● **WORK INSTRUCTIONS**: Each record that follows must be given again without alteration.

● **MATERIAL FOR THE TASK**:

//! Turn configuration.
//!
//! Loaded from JSON; every field has a default, so `{}` is a valid config.
//!
//! ```json
//! { "max_rolls": 1000, "seed": 42 }
//! ```

use crate::die::RandomDie;
use rand::rngs::StdRng;
use serde::{Deserialize, Serialize};
use std::path::Path;
use thiserror::Error;

/// Default cap on rolls per turn. A fair die needs more than this with
/// probability (1/6)^1000.
pub const DEFAULT_MAX_ROLLS: usize = 1000;

/// Errors that can occur when loading a configuration
#[derive(Debug, Error)]
pub enum ConfigError {
    #[error("Failed to read config file: {0}")]
    Io(#[from] std::io::Error),

    #[error("Failed to parse config: {0}")]
    Parse(#[from] serde_json::Error),

    #[error("Invalid config: {0}")]
    Invalid(String),
}

#[derive(Debug, Clone, PartialEq, Eq, Serialize, Deserialize)]
#[serde(default, deny_unknown_fields)]
pub struct TurnConfig {
    /// Most rolls a single turn may take before giving up
    pub max_rolls: usize,
    /// Fixed RNG seed for reproducible turns
    pub seed: Option<u64>,
}

impl Default for TurnConfig {
    fn default() -> Self {
        Self {
            max_rolls: DEFAULT_MAX_ROLLS,
            seed: None,
        }
    }
}

impl TurnConfig {
    pub fn from_json_str(json: &str) -> Result<Self, ConfigError> {
        let config: Self = serde_json::from_str(json)?;
        config.validate()?;
        Ok(config)
    }

    pub fn load(path: impl AsRef<Path>) -> Result<Self, ConfigError> {
        let contents = std::fs::read_to_string(path)?;
        Self::from_json_str(&contents)
    }

    pub fn validate(&self) -> Result<(), ConfigError> {
        if self.max_rolls == 0 {
            return Err(ConfigError::Invalid(
                "max_rolls must be at least 1".to_string(),
            ));
        }
        Ok(())
    }

    /// Die for this config: seeded when `seed` is set, otherwise from the OS.
    pub fn die(&self) -> RandomDie<StdRng> {
        match self.seed {
            Some(seed) => RandomDie::seeded(seed),
            None => RandomDie::from_os_rng(),
        }
    }
}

● **WRITTEN RESPONSE**:
//! Turn configuration.
//!
//! Loaded from JSON; every field has a default, so `{}` is a valid config.
//!
//! ```json
//! { "max_rolls": 1000, "seed": 42 }
//! ```

use crate::die::RandomDie;
use rand::rngs::StdRng;
use serde::{Deserialize, Serialize};
use std::path::Path;
use thiserror::Error;

/// Default cap on rolls per turn. A fair die needs more than this with
/// probability (1/6)^1000.
pub const DEFAULT_MAX_ROLLS: usize = 1000;

/// Errors that can occur when loading a configuration
#[derive(Debug, Error)]
pub enum ConfigError {
    #[error("Failed to read config file: {0}")]
    Io(#[from] std::io::Error),

    #[error("Failed to parse config: {0}")]
    Parse(#[from] serde_json::Error),

    #[error("Invalid config: {0}")]
    Invalid(String),
}

#[derive(Debug, Clone, PartialEq, Eq, Serialize, Deserialize)]
#[serde(default, deny_unknown_fields)]
pub struct TurnConfig {
    /// Most rolls a single turn may take before giving up
    pub max_rolls: usize,
    /// Fixed RNG seed for reproducible turns
    pub seed: Option<u64>,
}

impl Default for TurnConfig {
    fn default() -> Self {
        Self {
            max_rolls: DEFAULT_MAX_ROLLS,
            seed: None,
        }
    }
}

impl TurnConfig {
    pub fn from_json_str(json: &str) -> Result<Self, ConfigError> {
        let config: Self = serde_json::from_str(json)?;
        config.validate()?;
        Ok(config)
    }

    pub fn load(path: impl AsRef<Path>) -> Result<Self, ConfigError> {
        let contents = std::fs::read_to_string(path)?;
        Self::from_json_str(&contents)
    }

    pub fn validate(&self) -> Result<(), ConfigError> {
        if self.max_rolls == 0 {
            return Err(ConfigError::Invalid(
                "max_rolls must be at least 1".to_string(),
            ));
        }
        Ok(())
    }

    /// Die for this config: seeded when `seed` is set, otherwise from the OS.
    pub fn die(&self) -> RandomDie<StdRng> {
        match self.seed {
            Some(seed) => RandomDie::seeded(seed),
            None => RandomDie::from_os_rng(),
        }
    }
}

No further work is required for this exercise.